Drogues : guerre perdue, nouveaux combats, par Raymond Kendall

LE MONDE du 26 octobre 2004

 

La doctrine de la "guerre à la drogue", inspirée par les Etats-Unis, était en grande partie erronée parce qu'elle relève en fait d'une approche irrationnelle de la question.

 

Provisoirement, la question du contrôle de la consommation des drogues s'est refermée en France cet été avec les arbitrages gouvernementaux et la présentation, à la fin du mois de juillet, du plan quinquennal de la Mission interministérielle de lutte contre la drogue et la toxicomanie.

Ce plan, qui a fait l'objet de nombreuses interventions contradictoires au sein même de la majorité, ne présente pas, de l'avis de l'ensemble des commentateurs, d'innovation spectaculaire et se contente de reconduire la ligne politique existante : maintien du délit de consommation et développement mesuré du système de soins et de prévention. Mais cette timidité est-elle de mise quand on mesure l'ampleur du problème des drogues en ce début de XXIe siècle ?

Examinons la situation de manière réaliste : le cannabis est devenu un banal produit de grande consommation, plus facilement accessible que le tabac, notamment pour les plus jeunes. Il est en effet aujourd'hui plus facile et parfois moins cher de trouver une barrette de haschisch à 23 heures qu'un paquet de cigarettes. Une enquête récente indique à ce sujet que les jeunes de 17 et 18 ans dépensent en France près de 10 % de leur budget pour l'achat de cannabis !

Par ailleurs, la consommation d'ecstasy dans les milieux festifs est un fait largement répandu alors que la dangerosité des produits est avérée.

Plus grave, la consommation de cocaïne se démocratise et devient de plus en plus visible : on n'hésite plus maintenant, dans les soirées en ville, à priser une ligne au vu de tous les invités.

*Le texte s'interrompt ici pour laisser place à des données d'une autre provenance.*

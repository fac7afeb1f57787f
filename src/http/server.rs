//! HTTP server setup shared by the API and the web frontend.
//!
//! # Responsibilities
//! - Wire up the common middleware stack (trace context, access log,
//!   body limit, request timeout)
//! - Bind a router to a listener
//! - Drain in-flight requests on shutdown

use std::time::Duration;

use axum::{middleware, Router};
use tokio::net::TcpListener;
use tokio::sync::broadcast;
use tower_http::{limit::RequestBodyLimitLayer, timeout::TimeoutLayer};

use crate::config::AppConfig;
use crate::http::access_log::access_log;
use crate::http::trace_context::TraceContextLayer;

/// Wrap `router` in the middleware every service runs behind.
///
/// Outermost first: trace context, access log, body limit, timeout. The
/// access log therefore also records requests rejected by the inner layers.
#[allow(deprecated)]
pub fn with_common_layers(router: Router, config: &AppConfig) -> Router {
    router
        .layer(TimeoutLayer::new(Duration::from_secs(config.timeouts.request_secs)))
        .layer(RequestBodyLimitLayer::new(config.security.max_body_size))
        .layer(middleware::from_fn(access_log))
        .layer(TraceContextLayer)
}

/// Serve `router` on `listener` until `shutdown` fires.
pub async fn serve(
    listener: TcpListener,
    router: Router,
    mut shutdown: broadcast::Receiver<()>,
) -> Result<(), std::io::Error> {
    let addr = listener.local_addr()?;
    tracing::info!(address = %addr, "HTTP server starting");

    axum::serve(listener, router)
        .with_graceful_shutdown(async move {
            let _ = shutdown.recv().await;
            tracing::info!("Shutdown signal received");
        })
        .await?;

    tracing::info!(address = %addr, "HTTP server stopped");
    Ok(())
}
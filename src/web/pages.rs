//! HTML pages.
//!
//! Every interpolated value goes through [`escape`].

use std::fmt::Write as _;

use crate::feed::FeedResponse;

/// State of the feed page.
#[derive(Debug, Clone)]
pub struct FeedPage {
    /// Name of the signed-in user.
    pub logged_in_user: String,
    /// Whether the feed API answered its health check.
    pub health: bool,
    pub feed: Option<FeedResponse>,
}

impl FeedPage {
    pub fn new(logged_in_user: impl Into<String>) -> Self {
        Self {
            logged_in_user: logged_in_user.into(),
            health: true,
            feed: None,
        }
    }
}

/// Escape text for use in HTML element content and quoted attributes.
pub fn escape(text: &str) -> String {
    let mut out = String::with_capacity(text.len());
    for c in text.chars() {
        match c {
            '&' => out.push_str("&amp;"),
            '<' => out.push_str("&lt;"),
            '>' => out.push_str("&gt;"),
            '"' => out.push_str("&quot;"),
            '\'' => out.push_str("&#39;"),
            _ => out.push(c),
        }
    }
    out
}

fn layout(title: &str, body: &str) -> String {
    format!(
        "<!DOCTYPE html>\n<html lang=\"en\">\n<head>\n<meta charset=\"utf-8\">\n\
         <title>{}</title>\n</head>\n<body>\n{}</body>\n</html>\n",
        escape(title),
        body
    )
}

pub fn home() -> String {
    layout(
        "Listening feed",
        "<h1>Listening feed</h1>\n<p><a href=\"/auth/login\">Sign in</a> to see what is playing.</p>\n",
    )
}

pub fn login(error: Option<&str>) -> String {
    let mut body = String::from("<h1>Sign in</h1>\n");
    if let Some(error) = error {
        let _ = writeln!(body, "<p class=\"error\">{}</p>", escape(error));
    }
    body.push_str(
        "<form method=\"post\" action=\"/auth/login\">\n\
         <label>Access token <input type=\"password\" name=\"token\" required></label>\n\
         <button type=\"submit\">Sign in</button>\n</form>\n",
    );
    layout("Sign in", &body)
}

pub fn feed(page: &FeedPage) -> String {
    let mut body = String::new();
    let _ = writeln!(
        body,
        "<p>Signed in as {} &middot; <a href=\"/auth/logout\">Sign out</a></p>",
        escape(&page.logged_in_user)
    );

    if !page.health {
        body.push_str("<p class=\"error\">The feed service is unavailable right now. Try again later.</p>\n");
        return layout("Listening feed", &body);
    }

    let Some(response) = &page.feed else {
        return layout("Listening feed", &body);
    };

    if let Some(feed) = &response.feed {
        let _ = writeln!(body, "<h1>{} is listening to</h1>", escape(&feed.username));
        if feed.songs.is_empty() {
            body.push_str("<p>No recent listens.</p>\n");
        } else {
            body.push_str("<ul class=\"songs\">\n");
            for song in &feed.songs {
                let _ = writeln!(
                    body,
                    "<li><span class=\"title\">{}</span> <time datetime=\"{}\">{}</time></li>",
                    escape(&song.title),
                    song.listened_at.to_rfc3339(),
                    song.listened_at.format("%Y-%m-%d %H:%M UTC")
                );
            }
            body.push_str("</ul>\n");
        }
    }

    if response.write_access {
        body.push_str(
            "<form method=\"post\" action=\"/select_feed\">\n\
             <label>Username <input type=\"text\" name=\"name\" required></label>\n\
             <button type=\"submit\">Show this feed</button>\n</form>\n",
        );
    }

    layout("Listening feed", &body)
}
//! Shared utilities for integration tests.

#![allow(dead_code)]

use std::net::SocketAddr;
use std::sync::{Arc, Mutex};

use tokio::io::{AsyncReadExt, AsyncWriteExt};
use tokio::net::TcpListener;

use listen_feed::config::TokenConfig;
use listen_feed::{ApiServer, AppConfig, Shutdown, WebServer};

pub const ADMIN_TOKEN: &str = "admin-token";
pub const USER_TOKEN: &str = "user-token";

pub const ATOM_TWO_SONGS: &str = r#"<?xml version="1.0" encoding="utf-8"?>
<feed xmlns="http://www.w3.org/2005/Atom">
  <title>Listens</title>
  <entry>
    <title>Artist A - Song 1</title>
    <updated>2024-01-01T12:00:00Z</updated>
  </entry>
  <entry>
    <title>Artist B - Song 2</title>
    <updated>2024-01-02T12:00:00Z</updated>
  </entry>
</feed>"#;

/// A mock feed provider recording the request targets it served.
pub struct MockProvider {
    pub addr: SocketAddr,
    requests: Arc<Mutex<Vec<String>>>,
}

impl MockProvider {
    pub fn base_url(&self) -> String {
        format!("http://{}", self.addr)
    }

    /// Request targets (path and query) in arrival order.
    pub fn requests(&self) -> Vec<String> {
        self.requests.lock().unwrap().clone()
    }
}

/// Start a mock provider answering every request with `f(target)`.
pub async fn start_mock_provider<F>(f: F) -> MockProvider
where
    F: Fn(&str) -> (u16, String) + Send + Sync + 'static,
{
    let listener = TcpListener::bind("127.0.0.1:0").await.unwrap();
    let addr = listener.local_addr().unwrap();
    let requests = Arc::new(Mutex::new(Vec::new()));
    let f = Arc::new(f);

    let recorded = requests.clone();
    tokio::spawn(async move {
        while let Ok((mut socket, _)) = listener.accept().await {
            let f = f.clone();
            let recorded = recorded.clone();
            tokio::spawn(async move {
                let mut buf = Vec::new();
                let mut chunk = [0u8; 1024];
                while !buf.windows(4).any(|w| w == b"\r\n\r\n") {
                    match socket.read(&mut chunk).await {
                        Ok(0) | Err(_) => return,
                        Ok(n) => buf.extend_from_slice(&chunk[..n]),
                    }
                }

                let head = String::from_utf8_lossy(&buf);
                let target = head
                    .lines()
                    .next()
                    .and_then(|line| line.split_whitespace().nth(1))
                    .unwrap_or_default()
                    .to_string();
                recorded.lock().unwrap().push(target.clone());

                let (status, body) = f(&target);
                let status_text = match status {
                    200 => "200 OK",
                    404 => "404 Not Found",
                    500 => "500 Internal Server Error",
                    503 => "503 Service Unavailable",
                    _ => "200 OK",
                };
                let response = format!(
                    "HTTP/1.1 {}\r\nContent-Type: application/atom+xml\r\nContent-Length: {}\r\nConnection: close\r\n\r\n{}",
                    status_text,
                    body.len(),
                    body
                );
                let _ = socket.write_all(response.as_bytes()).await;
                let _ = socket.shutdown().await;
            });
        }
    });

    MockProvider { addr, requests }
}

fn token(token: &str, user_id: &str, username: &str, roles: &[&str]) -> TokenConfig {
    TokenConfig {
        token: token.to_string(),
        user_id: user_id.to_string(),
        username: username.to_string(),
        given_name: String::new(),
        family_name: String::new(),
        roles: roles.iter().map(|r| r.to_string()).collect(),
    }
}

/// Config with one admin and one regular token, pointed at `provider_url`.
pub fn test_config(provider_url: &str) -> AppConfig {
    let mut config = AppConfig::default();
    config.provider.base_url = provider_url.to_string();
    config.timeouts.upstream_secs = 2;
    config.auth.tokens = vec![
        token(ADMIN_TOKEN, "1", "admin", &["admin"]),
        token(USER_TOKEN, "2", "listener", &[]),
    ];
    config
}

/// A server running in the background until dropped.
pub struct RunningServer {
    pub addr: SocketAddr,
    shutdown: Shutdown,
}

impl RunningServer {
    pub fn url(&self, path: &str) -> String {
        format!("http://{}{}", self.addr, path)
    }
}

impl Drop for RunningServer {
    fn drop(&mut self) {
        self.shutdown.trigger();
    }
}

pub async fn spawn_api(config: &AppConfig) -> RunningServer {
    let listener = TcpListener::bind("127.0.0.1:0").await.unwrap();
    let addr = listener.local_addr().unwrap();
    let shutdown = Shutdown::new();
    let server = ApiServer::new(config).unwrap();
    let rx = shutdown.subscribe();
    tokio::spawn(async move { server.run(listener, rx).await });
    RunningServer { addr, shutdown }
}

/// Start a web frontend talking to the API at `api`.
pub async fn spawn_web(config: &AppConfig, api: SocketAddr) -> RunningServer {
    let mut config = config.clone();
    config.web.api_hostname = api.ip().to_string();
    config.web.api_port = api.port();

    let listener = TcpListener::bind("127.0.0.1:0").await.unwrap();
    let addr = listener.local_addr().unwrap();
    let shutdown = Shutdown::new();
    let server = WebServer::new(&config).unwrap();
    let rx = shutdown.subscribe();
    tokio::spawn(async move { server.run(listener, rx).await });
    RunningServer { addr, shutdown }
}

/// HTTP client that leaves redirects to the test.
pub fn client() -> reqwest::Client {
    reqwest::Client::builder()
        .redirect(reqwest::redirect::Policy::none())
        .build()
        .unwrap()
}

On pourrait multiplier les exemples à l'envi, mais le constat reste implacable : la consommation des drogues illégales n'a jamais cessé sa progression, obéissant à une tendance lourde de long terme dont les variations obéissent plus aux mouvements de mode qu'à l'action des pouvoirs publics. La diffusion de ces drogues est facteur de nombreux problèmes sociétaux et sanitaires. Leur consommation est le vecteur de graves pathologies comme le sida et les hépatites. La dépendance et la perte de contrôle de leur propre destin frappent, d'autre part, les plus fragiles des consommateurs. Enfin, l'économie informelle gangrène une jeunesse désabusée, plus injustement celle des milieux populaires, détruisant la considération qu'ont nos enfants pour le labeur légal.

Comment en est-on arrivé à cette situation hors de tout contrôle en France et en Europe ? En tant qu'officier de police, je dois assumer une part importante de responsabilité et admettre que la gestion des drogues par des instruments répressifs n'a pas atteint son objectif : limiter la consommation en combattant l'offre.

Pourtant, les policiers du monde entier n'ont pas démérité et ont mené leur mission de lutte contre les trafics avec un engagement exemplaire. Leurs gouvernements leur ont donné le maximum de ce dont ils pouvaient disposer : matériels abondants et dernières technologies, larges effectifs, procédures pénales dérogatoires permettant des investigations étendues ainsi qu'une coopération internationale efficace et rapide.

Pourquoi alors, en dépit de ces efforts titanesques, avons-nous échoué à protéger le monde de ces produits ? Arrivé au faîte de ma longue carrière, j'en suis venu à la conclusion que la doctrine de la "guerre à la drogue", inspirée par les Etats-Unis, était en grande partie erronée parce qu'elle relève en fait d'une approche irrationnelle de la question. C'est pourquoi cette "guerre" a été perdue tout en causant tant d'effets pervers. C'est pourquoi, aussi, nous devons aujourd'hui regarder dans de nouvelles directions pour repenser sans idée préconçue la stratégie de réduction de la consommation des drogues.

Un espoir s'est fait jour ces dernières années concernant la consommation et les effets nuisibles de trois substances psychoactives majeures qui ont été spectaculairement réduites : le tabac, l'alcool et l'héroïne.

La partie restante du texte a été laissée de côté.